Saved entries
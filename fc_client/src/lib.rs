//! Concrete adapters for the fortune cookie client.
//!
//! This library provides the HTTP backend client, the Supabase GoTrue session
//! store, a file-backed local store and the other pieces the `fc_client`
//! binary wires into the session engine.

/// HTTP client for the backend REST API
pub mod api_client;

/// Environment configuration
pub mod config;

/// JSON file local store
pub mod file_store;

/// GoTrue OAuth/PKCE session store
pub mod gotrue;

/// Tracing subscriber setup and structured helpers
pub mod logging;

/// Console navigator
pub mod navigator;

pub use api_client::ApiClient;
pub use config::ClientConfig;
pub use file_store::FileStore;
pub use gotrue::{GoTrueClient, GoTrueConfig};
pub use navigator::ConsoleNavigator;
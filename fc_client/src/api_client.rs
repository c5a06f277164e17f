//! HTTP client for the fortune cookie backend.

use std::{sync::Arc, time::Duration, time::Instant};

use anyhow::{Context, Result};
use async_trait::async_trait;
use fortune_cookie::{
    SessionStore,
    api::{
        AccessDecision, ApiError, ApiResult, BackendApi, ErrorBody, ProfileUpdate, classify,
        models::{DeleteAccountRequest, LoginStatusRequest, UsageReport, UserEnvelope},
    },
    auth::LoginStatus,
    profile::Profile,
    usage::UsageSink,
};
use reqwest::{Method, RequestBuilder, Response};
use serde::{Deserialize, Serialize, de::DeserializeOwned};

use crate::logging::log_api_call;

/// `PUT /api/auth/profile` answers either `{user}` or the bare user
#[derive(Debug, Deserialize)]
#[serde(untagged)]
enum ProfileBody {
    Envelope(UserEnvelope),
    Bare(Profile),
}

impl From<ProfileBody> for Profile {
    fn from(body: ProfileBody) -> Self {
        match body {
            ProfileBody::Envelope(envelope) => envelope.user,
            ProfileBody::Bare(profile) => profile,
        }
    }
}

/// API client for the backend REST endpoints
///
/// Every request carries the current provider access token, if any.
pub struct ApiClient {
    base_url: String,
    client: reqwest::Client,
    sessions: Arc<dyn SessionStore>,
    timeout: Duration,
}

impl ApiClient {
    /// Create a new API client
    ///
    /// # Arguments
    ///
    /// * `base_url` - Backend origin, e.g. `https://fortune.example.com`
    /// * `sessions` - Source of the bearer token
    /// * `timeout` - Per-request bound
    pub fn new(
        base_url: impl Into<String>,
        sessions: Arc<dyn SessionStore>,
        timeout: Duration,
    ) -> Result<Self> {
        let client = reqwest::Client::builder()
            .timeout(timeout)
            .build()
            .context("Failed to build HTTP client")?;

        Ok(Self {
            base_url: base_url.into().trim_end_matches('/').to_string(),
            client,
            sessions,
            timeout,
        })
    }

    pub fn base_url(&self) -> &str {
        &self.base_url
    }

    async fn request(&self, method: Method, path: &str) -> RequestBuilder {
        let builder = self
            .client
            .request(method, format!("{}{}", self.base_url, path));
        match self.sessions.current_session().await {
            Some(session) => builder.bearer_auth(session.access_token),
            None => builder,
        }
    }

    /// Send a request and turn non-2xx answers into [`ApiError`]s
    async fn send(&self, method: Method, path: &str, builder: RequestBuilder) -> ApiResult<Response> {
        let started = Instant::now();
        let result = builder.send().await;
        let elapsed = started.elapsed().as_millis() as u64;

        let response = match result {
            Ok(response) => response,
            Err(e) => {
                log_api_call(method.as_str(), path, None, elapsed);
                return Err(self.transport_error(e));
            }
        };

        let status = response.status();
        log_api_call(method.as_str(), path, Some(status.as_u16()), elapsed);
        if status.is_success() {
            return Ok(response);
        }

        let error_text = response
            .text()
            .await
            .unwrap_or_else(|e| format!("Failed to read error response: {}", e));
        Err(classify(status.as_u16(), &ErrorBody::parse(&error_text)))
    }

    async fn call<T: DeserializeOwned>(&self, method: Method, path: &str) -> ApiResult<T> {
        let builder = self.request(method.clone(), path).await;
        let response = self.send(method, path, builder).await?;
        decode(response).await
    }

    async fn call_with<B, T>(&self, method: Method, path: &str, body: &B) -> ApiResult<T>
    where
        B: Serialize + ?Sized,
        T: DeserializeOwned,
    {
        let builder = self.request(method.clone(), path).await.json(body);
        let response = self.send(method, path, builder).await?;
        decode(response).await
    }

    async fn post_ignoring_body<B>(&self, path: &str, body: Option<&B>) -> ApiResult<()>
    where
        B: Serialize + ?Sized,
    {
        let mut builder = self.request(Method::POST, path).await;
        if let Some(body) = body {
            builder = builder.json(body);
        }
        self.send(Method::POST, path, builder).await.map(|_| ())
    }

    fn transport_error(&self, e: reqwest::Error) -> ApiError {
        if e.is_timeout() {
            ApiError::Timeout(self.timeout)
        } else {
            ApiError::Transport(e.to_string())
        }
    }
}

async fn decode<T: DeserializeOwned>(response: Response) -> ApiResult<T> {
    let text = response
        .text()
        .await
        .map_err(|e| ApiError::Transport(e.to_string()))?;
    serde_json::from_str(&text).map_err(|e| ApiError::Decode(e.to_string()))
}

#[async_trait]
impl BackendApi for ApiClient {
    async fn check_login_status(
        &self,
        user_id: &str,
        email: Option<&str>,
    ) -> ApiResult<LoginStatus> {
        let request = LoginStatusRequest { user_id, email };
        self.call_with(Method::POST, "/api/auth/check-login-status", &request)
            .await
    }

    async fn fetch_profile(&self) -> ApiResult<Profile> {
        let envelope: UserEnvelope = self.call(Method::GET, "/api/auth/profile").await?;
        Ok(envelope.user)
    }

    async fn update_profile(&self, update: &ProfileUpdate) -> ApiResult<Profile> {
        let body: ProfileBody = self
            .call_with(Method::PUT, "/api/auth/profile", update)
            .await?;
        Ok(body.into())
    }

    async fn logout(&self) -> ApiResult<()> {
        self.post_ignoring_body::<()>("/api/auth/logout", None).await
    }

    async fn delete_account(&self, user_id: Option<&str>) -> ApiResult<()> {
        let request = DeleteAccountRequest { user_id };
        self.post_ignoring_body("/api/auth/delete-account", Some(&request))
            .await
    }

    async fn check_full_access(&self) -> ApiResult<AccessDecision> {
        self.call(Method::GET, "/api/access-control/check-full-access")
            .await
    }

    async fn check_access(&self) -> ApiResult<Profile> {
        let envelope: UserEnvelope = self
            .call(Method::GET, "/api/access-control/check-access")
            .await?;
        Ok(envelope.user)
    }
}

#[async_trait]
impl UsageSink for ApiClient {
    async fn report_usage(&self, user_id: &str, seconds: u64) -> ApiResult<()> {
        let report = UsageReport { user_id, seconds };
        self.post_ignoring_body("/api/usage/session", Some(&report))
            .await
    }
}
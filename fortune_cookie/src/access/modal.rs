//! Denial modal content handed to the UI.

use std::fmt;

/// Control offered on a denial modal
#[derive(Debug, Clone, Copy, PartialEq, Eq)]
pub enum ModalAction {
    Reload,
    ViewHistory,
    GoHome,
    RetryLogin,
}

impl ModalAction {
    pub const fn label(self) -> &'static str {
        match self {
            Self::Reload => "새로고침",
            Self::ViewHistory => "지난 운세 보기",
            Self::GoHome => "홈으로",
            Self::RetryLogin => "다시 로그인",
        }
    }
}

/// Why the gate said no, with everything needed to render it
#[derive(Debug, Clone, PartialEq, Eq)]
pub enum DenialModal {
    /// Backend answered with a non-policy error status
    ServerUnavailable,
    /// School has no service period configured
    PeriodNotConfigured { school: String },
    /// Today's use is spent; `next_available_at` drives the countdown
    DailyLimit { next_available_at: Option<String> },
    /// Request never got an answer
    ConnectionError,
    /// Response could not be understood
    ClientError { detail: String },
    LoginRequired,
}

impl DenialModal {
    pub fn title(&self) -> &'static str {
        match self {
            Self::ServerUnavailable => "서버 연결 실패",
            Self::PeriodNotConfigured { .. } => "이용 기간 미설정",
            Self::DailyLimit { .. } => "오늘의 이용 완료",
            Self::ConnectionError => "네트워크 오류",
            Self::ClientError { .. } => "오류 발생",
            Self::LoginRequired => "로그인 필요",
        }
    }

    pub fn message(&self) -> String {
        match self {
            Self::ServerUnavailable => {
                "서버에 연결할 수 없습니다. 잠시 후 다시 시도해 주세요.".to_string()
            }
            Self::PeriodNotConfigured { school } => {
                format!("{school}의 서비스 이용 기간이 아직 설정되지 않았습니다.")
            }
            Self::DailyLimit { .. } => {
                "오늘은 이미 포춘쿠키를 열었어요. 다음 이용 시간까지 기다려 주세요.".to_string()
            }
            Self::ConnectionError => "네트워크 연결을 확인한 뒤 다시 시도해 주세요.".to_string(),
            Self::ClientError { detail } => format!("요청을 처리하지 못했습니다: {detail}"),
            Self::LoginRequired => "로그인이 필요합니다.".to_string(),
        }
    }

    pub fn action(&self) -> ModalAction {
        match self {
            Self::ServerUnavailable | Self::ConnectionError | Self::ClientError { .. } => {
                ModalAction::Reload
            }
            Self::PeriodNotConfigured { .. } => ModalAction::GoHome,
            Self::DailyLimit { .. } => ModalAction::ViewHistory,
            Self::LoginRequired => ModalAction::RetryLogin,
        }
    }
}

impl fmt::Display for DenialModal {
    fn fmt(&self, f: &mut fmt::Formatter<'_>) -> fmt::Result {
        write!(f, "[{}] {} ({})", self.title(), self.message(), self.action().label())
    }
}
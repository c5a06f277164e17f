//! Usage session timer.
//!
//! Side telemetry: foreground time is accumulated with an idle cut-off and
//! flushed periodically. Failures are logged and the time is dropped.

pub mod clock;
pub mod timer;

pub use clock::UsageClock;
pub use timer::{UsageSink, UsageTimer};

About this task:
Copy all lines of the records that have the string "title" in them.

Solution for this exercise:
    pub fn title(&self) -> &'static str {
        write!(f, "[{}] {} ({})", self.title(), self.message(), self.action().label())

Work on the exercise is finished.